Elliot Hodge helps out on planting day. © MacKenzie Hall
We selected 25 different native tree & shrub species with a variety of things in mind…for example:
- Red, white, black, and chestnut oaks will produce acorns, a great food source for many animals;
- White pines grow densely to shelter wildlife in winter;
- Hackberry and sassafras are larval food sources for certain types of butterflies;
- Tulip poplars grow quickly and are loved by bees;
- Shagbark hickories are important bat roosts in summer;
- Elderberry, bayberry, and dogwoods produce fruit to fuel migrating songbirds as well as animals who winter here.

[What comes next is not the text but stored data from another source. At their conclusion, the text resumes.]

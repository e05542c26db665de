#![forbid(unsafe_code)]

//! Runtime: observable attributes, explicit observation handles, and
//! labelled observers.
//!
//! # Primary responsibilities
//! - **Observable**: a shared value that delivers every mutation, as an
//!   old/new [`Change`], to its registered callbacks in registration order.
//! - **ObservationHandle**: cancels one registration, explicitly or on drop.
//! - **Subject**: a named integer attribute built on `Observable<i64>`.
//! - **Observer**: one parameterized observer type with a label, a message
//!   formatter, and a message sink.
//!
//! # How it fits together
//! A [`Subject`] never knows which observer types exist. Each [`Observer`]
//! registers a closure with [`Subject::observe`] at construction and holds the
//! returned handle; dropping the observer releases the registration.
//!
//! Everything here is single-threaded (`Rc`/`RefCell`). Delivery is
//! synchronous: a mutation returns only after every callback has run.

pub mod error;
pub mod observer;
pub mod reactive;
pub mod subject;

pub use error::KvoError;
pub use observer::{
    Formatter, GROOMER_LABEL, Greeting, MemorySink, MessageSink, Observer, StdoutSink,
    WALKER_LABEL, birthday_greeting, groomer_greeting,
};
pub use reactive::{Change, Delivery, NotifyPolicy, Observable, ObservationHandle};
pub use subject::{Subject, SubjectChange};
#![forbid(unsafe_code)]

//! Change-observation primitives.
//!
//! - [`Observable`]: a shared, version-tracked value that delivers every
//!   mutation to its registered callbacks as a [`Change`].
//! - [`ObservationHandle`]: token for one registration; cancels on drop.
//! - [`Delivery`]: what happened during one notification pass.
//!
//! # Architecture
//!
//! `Observable<T>` uses `Rc<RefCell<..>>` for single-threaded shared ownership.
//! Each delivery pass iterates a snapshot of the registry taken when the pass
//! starts, so callbacks may register, cancel, or mutate re-entrantly.
//!
//! # Invariants
//!
//! 1. Callbacks are notified in registration order.
//! 2. Every delivered mutation reaches every active callback exactly once.
//! 3. A cancelled callback receives nothing further, and cancelling twice is a
//!    no-op.
//! 4. Under [`NotifyPolicy::Always`] an equal-value `set` still notifies.

pub mod delivery;
pub mod observable;

pub use delivery::Delivery;
pub use observable::{Change, NotifyPolicy, Observable, ObservationHandle};
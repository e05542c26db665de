#![forbid(unsafe_code)]

//! Labelled observers that turn subject changes into messages.
//!
//! One [`Observer`] type covers every observer flavour: the label and the
//! [`Formatter`] decide what gets said, the [`MessageSink`] decides where it
//! goes. [`Observer::walker`] and [`Observer::groomer`] are the two stock
//! configurations used by the birthday demo.

use std::cell::RefCell;
use std::io::Write;
use std::rc::Rc;

use tracing::{debug, warn};

use crate::reactive::ObservationHandle;
use crate::subject::{Subject, SubjectChange};

pub const WALKER_LABEL: &str = "dog walker";
pub const GROOMER_LABEL: &str = "dog groomer";

/// Input to a [`Formatter`]: one change as seen by one observer.
#[derive(Debug, Clone, Copy, PartialEq, Eq)]
pub struct Greeting<'a> {
    pub name: &'a str,
    pub label: &'a str,
    pub old: i64,
    pub new: i64,
}

/// Turns a [`Greeting`] into the lines an observer emits.
pub type Formatter = Rc<dyn Fn(&Greeting<'_>) -> Vec<String>>;

/// Default format: `"<name>, happy <new> birthday! From the <label>"`.
#[must_use]
pub fn birthday_greeting(g: &Greeting<'_>) -> Vec<String> {
    vec![
        format!("{} was {} years old", g.name, g.old),
        format!("{}, happy {} birthday! From the {}", g.name, g.new, g.label),
    ]
}

/// Groomer variant of [`birthday_greeting`], without the comma after the name.
#[must_use]
pub fn groomer_greeting(g: &Greeting<'_>) -> Vec<String> {
    vec![
        format!("{} was {} years old", g.name, g.old),
        format!("{} happy {} birthday! From the {}", g.name, g.new, g.label),
    ]
}

/// Destination for observer output.
pub trait MessageSink {
    fn emit(&self, line: &str);
}

impl<S: MessageSink + ?Sized> MessageSink for Rc<S> {
    fn emit(&self, line: &str) {
        (**self).emit(line);
    }
}

/// Writes each line to process stdout.
#[derive(Debug, Clone, Copy, Default)]
pub struct StdoutSink;

impl MessageSink for StdoutSink {
    fn emit(&self, line: &str) {
        let mut out = std::io::stdout().lock();
        if let Err(err) = writeln!(out, "{line}") {
            warn!(error = %err, "failed to write observer output");
        }
    }
}

/// Collects lines in memory. Clones share the same buffer.
#[derive(Debug, Clone, Default)]
pub struct MemorySink {
    lines: Rc<RefCell<Vec<String>>>,
}

impl MemorySink {
    #[must_use]
    pub fn new() -> Self {
        Self::default()
    }

    /// Copy of every line emitted so far.
    #[must_use]
    pub fn lines(&self) -> Vec<String> {
        self.lines.borrow().clone()
    }

    /// Drain the buffer.
    pub fn take(&self) -> Vec<String> {
        std::mem::take(&mut *self.lines.borrow_mut())
    }

    #[must_use]
    pub fn is_empty(&self) -> bool {
        self.lines.borrow().is_empty()
    }
}

impl MessageSink for MemorySink {
    fn emit(&self, line: &str) {
        self.lines.borrow_mut().push(line.to_owned());
    }
}

/// An observer of one [`Subject`], registered from construction until
/// [`stop_observing`](Self::stop_observing) or drop.
pub struct Observer {
    subject: Subject,
    label: Rc<str>,
    handle: ObservationHandle,
}

impl Observer {
    /// Observe `subject` with the default [`birthday_greeting`] format.
    pub fn new(subject: &Subject, label: impl Into<String>, sink: impl MessageSink + 'static) -> Self {
        Self::with_formatter(subject, label, birthday_greeting, sink)
    }

    /// Observe `subject` with a custom message format.
    pub fn with_formatter(
        subject: &Subject,
        label: impl Into<String>,
        formatter: impl Fn(&Greeting<'_>) -> Vec<String> + 'static,
        sink: impl MessageSink + 'static,
    ) -> Self {
        let label: Rc<str> = Rc::from(label.into());
        let formatter: Formatter = Rc::new(formatter);

        let callback_label = Rc::clone(&label);
        let handle = subject.observe(move |change: &SubjectChange<'_>| {
            let greeting = Greeting {
                name: change.name,
                label: &callback_label,
                old: change.old,
                new: change.new,
            };
            for line in formatter(&greeting) {
                sink.emit(&line);
            }
        });
        debug!(
            subject = subject.name(),
            label = &*label,
            observation = handle.id(),
            "observer attached"
        );

        Self {
            subject: subject.clone(),
            label,
            handle,
        }
    }

    /// The stock "dog walker" observer.
    pub fn walker(subject: &Subject, sink: impl MessageSink + 'static) -> Self {
        Self::new(subject, WALKER_LABEL, sink)
    }

    /// The stock "dog groomer" observer.
    pub fn groomer(subject: &Subject, sink: impl MessageSink + 'static) -> Self {
        Self::with_formatter(subject, GROOMER_LABEL, groomer_greeting, sink)
    }

    #[must_use]
    pub fn label(&self) -> &str {
        &self.label
    }

    #[must_use]
    pub fn subject(&self) -> &Subject {
        &self.subject
    }

    /// The handle backing this observer's registration.
    #[must_use]
    pub fn handle(&self) -> &ObservationHandle {
        &self.handle
    }

    #[must_use]
    pub fn is_observing(&self) -> bool {
        self.handle.is_active()
    }

    /// Stop receiving changes. Idempotent.
    pub fn stop_observing(&self) {
        if self.handle.is_active() {
            debug!(label = &*self.label, "observer detached");
        }
        self.handle.cancel();
    }
}

impl std::fmt::Debug for Observer {
    fn fmt(&self, f: &mut std::fmt::Formatter<'_>) -> std::fmt::Result {
        f.debug_struct("Observer")
            .field("label", &&*self.label)
            .field("subject", &self.subject.name())
            .field("observing", &self.is_observing())
            .finish()
    }
}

Volunteer John Muth settles a young white pine into its new home. © MacKenzie Hall
While the trees are in the ground, this project is still “in progress.” The next step is to install temporary fencing to protect the saplings from deer browse. We’ll also have to fight the invasive plants - like autumn olive and multiflora rose - that grew so heartily at the site before. And lastly, we still have 150 trees and shrubs to plant at the neighboring Otto’s Farm Park. Please contact me (908-782-4614 x 104) if you want to help!
A huge “THANKS!” goes out to Conservation Resources, Inc. for funding a large part of this restoration, to the US Fish and Wildlife Service’s NJ Partners for Fish and Wildlife program for donating 1,000 of the trees and shrubs, to the D&R Greenway Land Trust nursery and Pinelands Nursery for their beautiful plant products, to Hillsborough Township for investing in their local wildlife, and to the 20 volunteers who helped with the tree planting.